Source: p 196, How Can You Represent Those People? (2013) by Abbe Smith, Monroe Freedman (Editors)

      In telling about stepping into the stream between past and future, I make clear why I part company with those who criticize my representation of this or that person. I owe those detractors no duty of explanation. My private reasonings are mine to share or not as I should wish. [1.] By focusing on some purported obligation of personal justification, these misguided souls are missing the entire point of the journey. I am not trying to set an example. [2.] I am trying to understand how to live my life. Je voudrais apprendre à vivre enfin. [I know that this is a quote from Derrida, but whom I have not read.] [End of 2.]
    I can say I am not trying to set an example. I realize that by making some public expression—for the lawyer as for the artist—one is condemned to signify. Neither the artist nor the advocate can plausibly claim to be tracing figures on the inside walls of his mind, for his own delectation.

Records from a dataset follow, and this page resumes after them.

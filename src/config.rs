//! Configuration management for the relay bot.
//!
//! Settings are layered: built-in defaults, then an optional YAML file, then
//! `RELAYBOT__<SECTION>__<KEY>` environment variables. The two credentials
//! also fall back to the conventional `TELEGRAM_TOKEN` and
//! `OPENROUTER_API_KEY` variables.

use serde::{Deserialize, Serialize};
use std::path::Path;
use std::time::Duration;
use tracing::info;

use crate::error::{RelayError, Result};

/// Prefix for environment overrides.
pub const ENV_PREFIX: &str = "RELAYBOT";
/// Fallback variable for the Telegram bot token.
pub const TELEGRAM_TOKEN_VAR: &str = "TELEGRAM_TOKEN";
/// Fallback variable for the OpenRouter API key.
pub const OPENROUTER_KEY_VAR: &str = "OPENROUTER_API_KEY";

/// Main configuration for the relay bot.
#[derive(Debug, Clone, Default, Serialize, Deserialize)]
pub struct RelayConfig {
    /// Chat transport configuration
    #[serde(default)]
    pub telegram: TelegramConfig,

    /// Generation backend configuration
    #[serde(default)]
    pub backend: BackendConfig,

    /// Quota and memory limits
    #[serde(default)]
    pub limits: LimitsConfig,
}

/// Telegram Bot API configuration.
#[derive(Debug, Clone, Serialize, Deserialize)]
pub struct TelegramConfig {
    /// Bot token issued by BotFather
    #[serde(default)]
    pub token: Option<String>,

    /// Bot API base URL
    #[serde(default = "default_telegram_api_base")]
    pub api_base: String,

    /// Long-poll timeout for getUpdates, in seconds
    #[serde(default = "default_poll_timeout")]
    pub poll_timeout_secs: u64,

    /// Largest text segment sent in one message
    #[serde(default = "default_max_message_chars")]
    pub max_message_chars: usize,

    /// Pause between segments of a long reply, in milliseconds
    #[serde(default = "default_chunk_delay")]
    pub chunk_delay_ms: u64,
}

impl Default for TelegramConfig {
    fn default() -> Self {
        Self {
            token: None,
            api_base: default_telegram_api_base(),
            poll_timeout_secs: default_poll_timeout(),
            max_message_chars: default_max_message_chars(),
            chunk_delay_ms: default_chunk_delay(),
        }
    }
}

impl TelegramConfig {
    pub fn chunk_delay(&self) -> Duration {
        Duration::from_millis(self.chunk_delay_ms)
    }
}

fn default_telegram_api_base() -> String {
    "https://api.telegram.org".to_string()
}

fn default_poll_timeout() -> u64 {
    30
}

fn default_max_message_chars() -> usize {
    4096
}

fn default_chunk_delay() -> u64 {
    1000
}

/// Chat-completions backend configuration.
#[derive(Debug, Clone, Serialize, Deserialize)]
pub struct BackendConfig {
    /// Bearer token for the backend
    #[serde(default)]
    pub api_key: Option<String>,

    /// Base URL of the OpenAI-compatible API
    #[serde(default = "default_backend_base_url")]
    pub base_url: String,

    /// Model identifier
    #[serde(default = "default_model")]
    pub model: String,

    /// System instruction prepended to every request
    #[serde(default = "default_system_prompt")]
    pub system_prompt: String,

    /// Value of the `HTTP-Referer` attribution header
    #[serde(default = "default_referer")]
    pub referer: String,

    /// Value of the `X-Title` attribution header
    #[serde(default = "default_title")]
    pub title: String,

    /// Upper bound on a single generation call, in seconds
    #[serde(default = "default_backend_timeout")]
    pub timeout_secs: u64,
}

impl Default for BackendConfig {
    fn default() -> Self {
        Self {
            api_key: None,
            base_url: default_backend_base_url(),
            model: default_model(),
            system_prompt: default_system_prompt(),
            referer: default_referer(),
            title: default_title(),
            timeout_secs: default_backend_timeout(),
        }
    }
}

impl BackendConfig {
    pub fn timeout(&self) -> Duration {
        Duration::from_secs(self.timeout_secs)
    }
}

fn default_backend_base_url() -> String {
    "https://openrouter.ai/api/v1".to_string()
}

fn default_model() -> String {
    "deepseek/deepseek-chat-v3-0324:free".to_string()
}

fn default_system_prompt() -> String {
    "You are a helpful assistant. Always reply in plain text.".to_string()
}

fn default_referer() -> String {
    "https://github.com/bcelenza/relaybot".to_string()
}

fn default_title() -> String {
    "Relaybot".to_string()
}

fn default_backend_timeout() -> u64 {
    120
}

/// Quota and conversation memory limits.
#[derive(Debug, Clone, PartialEq, Eq, Serialize, Deserialize)]
pub struct LimitsConfig {
    /// Requests admitted per window
    #[serde(default = "default_request_limit")]
    pub request_limit: u32,

    /// Rate-limit window length, in seconds
    #[serde(default = "default_window")]
    pub window_secs: u64,

    /// Turns of history kept per user
    #[serde(default = "default_max_turns")]
    pub max_turns: usize,

    /// Silence that clears history, in seconds
    #[serde(default = "default_inactivity_timeout")]
    pub inactivity_timeout_secs: u64,
}

impl Default for LimitsConfig {
    fn default() -> Self {
        Self {
            request_limit: default_request_limit(),
            window_secs: default_window(),
            max_turns: default_max_turns(),
            inactivity_timeout_secs: default_inactivity_timeout(),
        }
    }
}

impl LimitsConfig {
    pub fn window(&self) -> Duration {
        Duration::from_secs(self.window_secs)
    }

    pub fn inactivity_timeout(&self) -> Duration {
        Duration::from_secs(self.inactivity_timeout_secs)
    }
}

fn default_request_limit() -> u32 {
    crate::ratelimit::REQUEST_LIMIT
}

fn default_window() -> u64 {
    crate::ratelimit::WINDOW.as_secs()
}

fn default_max_turns() -> usize {
    crate::session::MAX_TURNS
}

fn default_inactivity_timeout() -> u64 {
    crate::session::INACTIVITY_TIMEOUT.as_secs()
}

impl RelayConfig {
    /// Load configuration from defaults, an optional YAML file and the environment.
    pub fn load(path: Option<&Path>) -> Result<Self> {
        let mut builder = config::Config::builder();

        if let Some(path) = path {
            info!(path = %path.display(), "Loading configuration file");
            builder = builder.add_source(
                config::File::from(path)
                    .format(config::FileFormat::Yaml)
                    .required(true),
            );
        }

        builder = builder.add_source(
            config::Environment::with_prefix(ENV_PREFIX)
                .prefix_separator("__")
                .separator("__")
                .try_parsing(true),
        );

        let mut config: RelayConfig = builder.build()?.try_deserialize()?;
        config.apply_credential_fallbacks(|name| std::env::var(name).ok());
        Ok(config)
    }

    /// Parse configuration from a YAML string.
    pub fn from_yaml(yaml: &str) -> Result<Self> {
        serde_yaml::from_str(yaml)
            .map_err(|e| RelayError::Config(format!("Failed to parse configuration: {}", e)))
    }

    /// Fill missing credentials from `lookup`.
    pub fn apply_credential_fallbacks<F>(&mut self, lookup: F)
    where
        F: Fn(&str) -> Option<String>,
    {
        if self.telegram.token.is_none() {
            self.telegram.token = lookup(TELEGRAM_TOKEN_VAR);
        }
        if self.backend.api_key.is_none() {
            self.backend.api_key = lookup(OPENROUTER_KEY_VAR);
        }
    }

    /// Check that the configuration can run a bot.
    pub fn validate(&self) -> Result<()> {
        if self.telegram.token.as_deref().map_or(true, str::is_empty) {
            return Err(RelayError::Config(format!(
                "Telegram token missing; set {} or telegram.token",
                TELEGRAM_TOKEN_VAR
            )));
        }
        if self.backend.api_key.as_deref().map_or(true, str::is_empty) {
            return Err(RelayError::Config(format!(
                "Backend API key missing; set {} or backend.api_key",
                OPENROUTER_KEY_VAR
            )));
        }
        if self.limits.request_limit == 0 || self.limits.window_secs == 0 {
            return Err(RelayError::Config(
                "limits.request_limit and limits.window_secs must be positive".to_string(),
            ));
        }
        if self.limits.max_turns == 0 {
            return Err(RelayError::Config("limits.max_turns must be positive".to_string()));
        }
        if self.telegram.max_message_chars == 0 {
            return Err(RelayError::Config(
                "telegram.max_message_chars must be positive".to_string(),
            ));
        }
        Ok(())
    }
}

Please correct me if my paraphase is wrong: In 1, the author explains that his detractor err in attacking him based on the (perceived) immorality of his clients and the alleged need for a criminal defense lawyer to justify his reasons for defending controversial clients.

In 2, Tigar then rebuts the detractors by clarifying the reason for his defense of controversial clients: his trying to understand how to live my life.

But why is attacking 2 erroneous, because trying to understand how to live life does not defend bad behaviour? Tigar may be genuinely trying to understand how to live life, but his trying may cause grave problems?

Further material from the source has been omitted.